| What you should do |
When the line containing "JOIN questions_tags qt" is found in the data below, copy it and each line after it through the line containing "use std::sync::Arc;", exactly and with no others.

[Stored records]
//! Repository for the `tags` table.

use sqlx::PgPool;

use kb_core::types::DbId;

use crate::models::tag::{CreateTag, Tag};

/// Column list shared across queries to avoid repetition.
const COLUMNS: &str = "id, name, tutor_id";

/// Provides CRUD operations for tags.
pub struct TagRepo;

impl TagRepo {
    /// Insert a new tag. Tag names are unique.
    pub async fn create(pool: &PgPool, input: &CreateTag) -> Result<Tag, sqlx::Error> {
        let query = format!(
            "INSERT INTO tags (name, tutor_id)
             VALUES ($1, $2)
             RETURNING {COLUMNS}"
        );
        sqlx::query_as::<_, Tag>(&query)
            .bind(&input.name)
            .bind(input.tutor_id)
            .fetch_one(pool)
            .await
    }

    /// Find a tag by its internal ID.
    pub async fn find_by_id(pool: &PgPool, id: DbId) -> Result<Option<Tag>, sqlx::Error> {
        let query = format!("SELECT {COLUMNS} FROM tags WHERE id = $1");
        sqlx::query_as::<_, Tag>(&query)
            .bind(id)
            .fetch_optional(pool)
            .await
    }

    /// Find a tag by name, ignoring case and surrounding whitespace.
    pub async fn find_by_name(pool: &PgPool, name: &str) -> Result<Option<Tag>, sqlx::Error> {
        let query = format!(
            "SELECT {COLUMNS} FROM tags WHERE lower(trim(name)) = lower(trim($1))"
        );
        sqlx::query_as::<_, Tag>(&query)
            .bind(name)
            .fetch_optional(pool)
            .await
    }

    /// List all tags, ordered by name.
    pub async fn list(pool: &PgPool) -> Result<Vec<Tag>, sqlx::Error> {
        let query = format!("SELECT {COLUMNS} FROM tags ORDER BY name");
        sqlx::query_as::<_, Tag>(&query).fetch_all(pool).await
    }

    /// Delete a tag by ID. Returns `true` if a row was removed.
    /// Associations to questions are removed by cascade.
    pub async fn delete(pool: &PgPool, id: DbId) -> Result<bool, sqlx::Error> {
        let result = sqlx::query("DELETE FROM tags WHERE id = $1")
            .bind(id)
            .execute(pool)
            .await?;
        Ok(result.rows_affected() > 0)
    }
}
//! Tag-based question search.

use sqlx::PgPool;

use crate::models::question::Question;

/// Provides the tag-name search over questions.
pub struct SearchRepo;

impl SearchRepo {
    /// Find all questions carrying a tag with the given name, newest first.
    /// The match ignores case and surrounding whitespace.
    pub async fn questions_by_tag(
        pool: &PgPool,
        tag_name: &str,
    ) -> Result<Vec<Question>, sqlx::Error> {
        sqlx::query_as::<_, Question>(
            "SELECT q.id, q.question_text, q.tutor_id, q.created_at, q.is_edited
             FROM questions q
             JOIN questions_tags qt ON q.id = qt.question_id
             JOIN tags t ON qt.tag_id = t.id
             WHERE lower(trim(t.name)) = lower(trim($1))
             ORDER BY q.created_at DESC",
        )
        .bind(tag_name)
        .fetch_all(pool)
        .await
    }
}
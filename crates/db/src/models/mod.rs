//! Domain model structs and DTOs.
//!
//! Each submodule contains:
//! - A `FromRow` + `Serialize` entity struct matching the database row
//! - A `Deserialize` create DTO for inserts
//! - A `Deserialize` update DTO for full-replace updates

pub mod answer;
pub mod answer_version;
pub mod question;
pub mod question_version;
pub mod tag;
pub mod tutor;
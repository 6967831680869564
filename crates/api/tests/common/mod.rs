//! Shared helpers for API integration tests.
//!
//! Builds the full application router with the production middleware stack
//! and provides small request/response utilities on top of
//! `tower::ServiceExt::oneshot`.

#![allow(dead_code)]

use std::sync::Arc;
use std::time::Duration;

use axum::body::Body;
use axum::http::header::{AUTHORIZATION, CONTENT_TYPE};
use axum::http::{HeaderName, Method, Request, StatusCode};
use axum::response::Response;
use axum::Router;
use http_body_util::BodyExt;
use sqlx::PgPool;
use tower::ServiceExt;
use tower_http::catch_panic::CatchPanicLayer;
use tower_http::cors::CorsLayer;
use tower_http::request_id::{MakeRequestUuid, PropagateRequestIdLayer, SetRequestIdLayer};
use tower_http::timeout::TimeoutLayer;
use tower_http::trace::{DefaultMakeSpan, DefaultOnResponse, TraceLayer};
use tracing::Level;

use kb_api::config::ServerConfig;
use kb_api::routes;
use kb_api::state::AppState;

/// Build a test `ServerConfig` with safe defaults.
///
/// Uses `http://localhost:5173` as CORS origin (matching the dev default)
/// and a 30-second request timeout.
pub fn test_config() -> ServerConfig {
    ServerConfig {
        host: "127.0.0.1".to_string(),
        port: 0,
        cors_origins: vec!["http://localhost:5173".to_string()],
        request_timeout_secs: 30,
    }
}

/// Build the full application router with all middleware layers, using the
/// given database pool.
///
/// This mirrors the router construction in `main.rs` so integration tests
/// exercise the same middleware stack (CORS, request ID, timeout, tracing,
/// panic recovery) that production uses.
pub fn build_test_app(pool: PgPool) -> Router {
    let config = test_config();

    let state = AppState {
        pool,
        config: Arc::new(config),
    };

    let cors = CorsLayer::new()
        .allow_origin(["http://localhost:5173".parse().unwrap()])
        .allow_methods([
            Method::GET,
            Method::POST,
            Method::PUT,
            Method::DELETE,
            Method::PATCH,
        ])
        .allow_headers([CONTENT_TYPE, AUTHORIZATION])
        .allow_credentials(true)
        .max_age(Duration::from_secs(3600));

    let request_id_header = HeaderName::from_static("x-request-id");

    Router::new()
        .merge(routes::health::router())
        .nest("/api/v1", routes::api_routes())
        .layer(CatchPanicLayer::new())
        .layer(TimeoutLayer::with_status_code(
            StatusCode::REQUEST_TIMEOUT,
            Duration::from_secs(30),
        ))
        .layer(PropagateRequestIdLayer::new(request_id_header.clone()))
        .layer(
            TraceLayer::new_for_http()
                .make_span_with(DefaultMakeSpan::new().level(Level::INFO))
                .on_response(DefaultOnResponse::new().level(Level::INFO)),
        )
        .layer(SetRequestIdLayer::new(request_id_header, MakeRequestUuid))
        .layer(cors)
        .with_state(state)
}

/// Send a GET request to the app.
pub async fn get(app: Router, uri: &str) -> Response {
    app.oneshot(
        Request::builder()
            .method(Method::GET)
            .uri(uri)
            .body(Body::empty())
            .unwrap(),
    )
    .await
    .unwrap()
}

/// Send a POST request with a JSON body.
pub async fn post_json(app: Router, uri: &str, body: serde_json::Value) -> Response {
    app.oneshot(
        Request::builder()
            .method(Method::POST)
            .uri(uri)
            .header(CONTENT_TYPE, "application/json")
            .body(Body::from(body.to_string()))
            .unwrap(),
    )
    .await
    .unwrap()
}

/// Send a POST request with an empty body.
pub async fn post_empty(app: Router, uri: &str) -> Response {
    app.oneshot(
        Request::builder()
            .method(Method::POST)
            .uri(uri)
            .body(Body::empty())
            .unwrap(),
    )
    .await
    .unwrap()
}

/// Send a PUT request with a JSON body.
pub async fn put_json(app: Router, uri: &str, body: serde_json::Value) -> Response {
    app.oneshot(
        Request::builder()
            .method(Method::PUT)
            .uri(uri)
            .header(CONTENT_TYPE, "application/json")
            .body(Body::from(body.to_string()))
            .unwrap(),
    )
    .await
    .unwrap()
}

/// Send a DELETE request to the app.
pub async fn delete(app: Router, uri: &str) -> Response {
    app.oneshot(
        Request::builder()
            .method(Method::DELETE)
            .uri(uri)
            .body(Body::empty())
            .unwrap(),
    )
    .await
    .unwrap()
}

/// Read the response body and parse it as JSON.
pub async fn body_json(response: Response) -> serde_json::Value {
    let bytes = response.into_body().collect().await.unwrap().to_bytes();
    serde_json::from_slice(&bytes).unwrap()
}
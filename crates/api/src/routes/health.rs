use axum::extract::State;
use axum::{routing::get, Json, Router};
use serde::Serialize;

use crate::state::AppState;

/// Health check response payload.
#[derive(Serialize)]
pub struct HealthResponse {
    /// Overall service status.
    pub status: &'static str,
    /// Crate version from Cargo.toml.
    pub version: &'static str,
    /// Whether the database is reachable.
    pub db_healthy: bool,
}

/// GET /health -- returns service and database health.
async fn health_check(State(state): State<AppState>) -> Json<HealthResponse> {
    let db_healthy = kb_db::health_check(&state.pool).await.is_ok();

    let status = if db_healthy { "ok" } else { "degraded" };

    Json(HealthResponse {
        status,
        version: env!("CARGO_PKG_VERSION"),
        db_healthy,
    })
}

/// Mount health check routes (intended for root-level, NOT under `/api/v1`).
pub fn router() -> Router<AppState> {
    Router::new().route("/health", get(health_check))
}
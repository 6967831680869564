//! Answer version model.
//!
//! Same shape as question versions, plus a denormalized `question_id` so the
//! history records which question the answer belonged to at each edit.

use serde::Serialize;
use sqlx::FromRow;

use kb_core::types::{DbId, Timestamp};

/// A row from the `answer_versions` table.
#[derive(Debug, Clone, FromRow, Serialize)]
pub struct AnswerVersion {
    pub id: DbId,
    pub answer_id: DbId,
    pub answer_text: String,
    pub question_id: DbId,
    pub tutor_id: Option<DbId>,
    pub created_at: Timestamp,
    pub version_number: i32,
    pub is_deleted: bool,
    pub deleted_by: Option<DbId>,
}
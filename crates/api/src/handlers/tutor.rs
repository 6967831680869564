//! Handlers for tutor CRUD.

use axum::extract::{Path, State};
use axum::http::StatusCode;
use axum::response::IntoResponse;
use axum::Json;

use kb_core::error::CoreError;
use kb_core::types::DbId;
use kb_core::validate::{validate_tutor_email, validate_tutor_name};
use kb_db::models::tutor::{CreateTutor, UpdateTutor};
use kb_db::repositories::TutorRepo;

use crate::error::{AppError, AppResult};
use crate::response::DataResponse;
use crate::state::AppState;

/// GET /tutors
///
/// List all tutors.
pub async fn list_tutors(State(state): State<AppState>) -> AppResult<impl IntoResponse> {
    let tutors = TutorRepo::list(&state.pool).await?;
    Ok(Json(DataResponse { data: tutors }))
}

/// POST /tutors
///
/// Create a new tutor. Emails are unique.
pub async fn create_tutor(
    State(state): State<AppState>,
    Json(input): Json<CreateTutor>,
) -> AppResult<impl IntoResponse> {
    validate_tutor_name(&input.full_name).map_err(AppError::Core)?;
    validate_tutor_email(&input.email).map_err(AppError::Core)?;

    let tutor = TutorRepo::create(&state.pool, &input).await?;

    tracing::info!(tutor_id = tutor.id, "Tutor created");

    Ok((StatusCode::CREATED, Json(DataResponse { data: tutor })))
}

/// GET /tutors/{id}
///
/// Fetch a single tutor.
pub async fn get_tutor(
    State(state): State<AppState>,
    Path(id): Path<DbId>,
) -> AppResult<impl IntoResponse> {
    let tutor = TutorRepo::find_by_id(&state.pool, id)
        .await?
        .ok_or(AppError::Core(CoreError::NotFound { entity: "Tutor", id }))?;
    Ok(Json(DataResponse { data: tutor }))
}

/// PUT /tutors/{id}
///
/// Replace a tutor's name and email.
pub async fn update_tutor(
    State(state): State<AppState>,
    Path(id): Path<DbId>,
    Json(input): Json<UpdateTutor>,
) -> AppResult<impl IntoResponse> {
    validate_tutor_name(&input.full_name).map_err(AppError::Core)?;
    validate_tutor_email(&input.email).map_err(AppError::Core)?;

    let tutor = TutorRepo::update(&state.pool, id, &input)
        .await?
        .ok_or(AppError::Core(CoreError::NotFound { entity: "Tutor", id }))?;

    tracing::info!(tutor_id = id, "Tutor updated");

    Ok(Json(DataResponse { data: tutor }))
}

/// DELETE /tutors/{id}
///
/// Delete a tutor. Questions, answers, and tags they authored stay behind
/// with their tutor reference cleared.
pub async fn delete_tutor(
    State(state): State<AppState>,
    Path(id): Path<DbId>,
) -> AppResult<impl IntoResponse> {
    let deleted = TutorRepo::delete(&state.pool, id).await?;
    if !deleted {
        return Err(AppError::Core(CoreError::NotFound { entity: "Tutor", id }));
    }

    tracing::info!(tutor_id = id, "Tutor deleted");

    Ok(StatusCode::NO_CONTENT)
}
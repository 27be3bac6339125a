//! Seed data loaded into a fresh store at startup.

use super::model::{Genre, NewBook};

/// The three books present when the server starts
pub fn seed_books() -> Vec<NewBook> {
    vec![
        NewBook {
            title: "The Hobbit".to_string(),
            author: "J.R.R. Tolkien".to_string(),
            publication_year: 1937,
            genre: Genre::SciFi,
        },
        NewBook {
            title: "The Lord of the Rings".to_string(),
            author: "J.R.R. Tolkien".to_string(),
            publication_year: 1954,
            genre: Genre::Fantasy,
        },
        NewBook {
            title: "The Return of the King".to_string(),
            author: "J.R.R. Tolkien".to_string(),
            publication_year: 1955,
            genre: Genre::Fantasy,
        },
    ]
}
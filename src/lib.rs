//! bookshelf - a small in-memory book catalog served over HTTP
//!
//! - `catalog`: the book store and its data model
//! - `http_server`: axum routes translating store outcomes to HTTP
//! - `observability`: JSON-line logging and counters
//! - `cli`: configuration loading and the `serve` entry point

pub mod catalog;
pub mod cli;
pub mod http_server;
pub mod observability;
//! CLI command implementations
//!
//! `serve` resolves configuration (file, then flag overrides), builds the
//! server around a freshly constructed store and blocks on a tokio runtime.
//! `check-config` performs the same resolution without binding anything.

use std::fs;
use std::io::{self, Write};
use std::path::Path;

use crate::http_server::{HttpServer, HttpServerConfig};
use crate::observability::{log_event, Event, Logger};

use super::args::{Cli, Command};
use super::errors::{CliError, CliResult};

/// Flag values that take precedence over the configuration file
#[derive(Debug, Clone, Default)]
pub struct ServeOverrides {
    pub host: Option<String>,
    pub port: Option<u16>,
    pub no_seed: bool,
}

impl ServeOverrides {
    fn apply(&self, config: &mut HttpServerConfig) {
        if let Some(host) = &self.host {
            config.host = host.clone();
        }
        if let Some(port) = self.port {
            config.port = port;
        }
        if self.no_seed {
            config.seed = false;
        }
    }
}

/// Parse arguments and dispatch
pub fn run() -> CliResult<()> {
    let cli = Cli::parse_args();
    run_command(cli.command)
}

/// Run a parsed command
pub fn run_command(command: Command) -> CliResult<()> {
    match command {
        Command::Serve {
            config,
            host,
            port,
            no_seed,
        } => {
            let overrides = ServeOverrides {
                host,
                port,
                no_seed,
            };
            let config = resolve_config(config.as_deref(), &overrides)?;
            serve(config)
        }
        Command::CheckConfig { config } => check_config(&config),
    }
}

/// Load and validate a JSON configuration file
pub fn load_config(path: &Path) -> CliResult<HttpServerConfig> {
    let content = fs::read_to_string(path).map_err(|e| {
        CliError::config_error(format!("Failed to read config {}: {}", path.display(), e))
    })?;

    let config: HttpServerConfig = serde_json::from_str(&content)
        .map_err(|e| CliError::config_error(format!("Invalid config JSON: {}", e)))?;

    config.validate().map_err(CliError::config_error)?;

    Ok(config)
}

/// File values (or defaults) with flag overrides applied, then validated
pub fn resolve_config(
    path: Option<&Path>,
    overrides: &ServeOverrides,
) -> CliResult<HttpServerConfig> {
    let mut config = match path {
        Some(path) => load_config(path)?,
        None => HttpServerConfig::default(),
    };

    overrides.apply(&mut config);
    config.validate().map_err(CliError::config_error)?;

    Ok(config)
}

/// Start the HTTP server and block until it stops
pub fn serve(config: HttpServerConfig) -> CliResult<()> {
    log_event(Event::BootStart);

    let seed = if config.seed { "true" } else { "false" };
    let addr = config.socket_addr();
    Logger::info(
        Event::ConfigLoaded,
        &[("addr", addr.as_str()), ("seed", seed)],
    );

    let server = HttpServer::with_config(config);

    let count = server
        .store()
        .len()
        .map_err(|e| CliError::serve_failed(e.to_string()))?;
    if count > 0 {
        let count = count.to_string();
        Logger::info(Event::CatalogSeeded, &[("books", count.as_str())]);
    }

    let rt = tokio::runtime::Runtime::new()
        .map_err(|e| CliError::serve_failed(format!("Failed to create tokio runtime: {}", e)))?;

    rt.block_on(server.start()).map_err(|e| {
        let reason = e.to_string();
        Logger::error(Event::ServerFailed, &[("reason", reason.as_str())]);
        CliError::serve_failed(format!("HTTP server failed: {}", e))
    })
}

/// Validate a configuration file and print it with defaults filled in
pub fn check_config(path: &Path) -> CliResult<()> {
    let config = load_config(path)?;

    let mut stdout = io::stdout();
    serde_json::to_writer_pretty(&mut stdout, &config)?;
    writeln!(stdout)?;
    stdout.flush()?;

    Ok(())
}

| Reply |
             JOIN questions_tags qt ON q.id = qt.question_id
             JOIN tags t ON qt.tag_id = t.id
             WHERE lower(trim(t.name)) = lower(trim($1))
             ORDER BY q.created_at DESC",
        )
        .bind(tag_name)
        .fetch_all(pool)
        .await
    }
}
filename crates/db/src/models/mod.rs
//! Domain model structs and DTOs.
//!
//! Each submodule contains:
//! - A `FromRow` + `Serialize` entity struct matching the database row
//! - A `Deserialize` create DTO for inserts
//! - A `Deserialize` update DTO for full-replace updates

pub mod answer;
pub mod answer_version;
pub mod question;
pub mod question_version;
pub mod tag;
pub mod tutor;
repository 6967831680869564
filename crates/api/tests/common/mod.rs
//! Shared helpers for API integration tests.
//!
//! Builds the full application router with the production middleware stack
//! and provides small request/response utilities on top of
//! `tower::ServiceExt::oneshot`.

#![allow(dead_code)]

use std::sync::Arc;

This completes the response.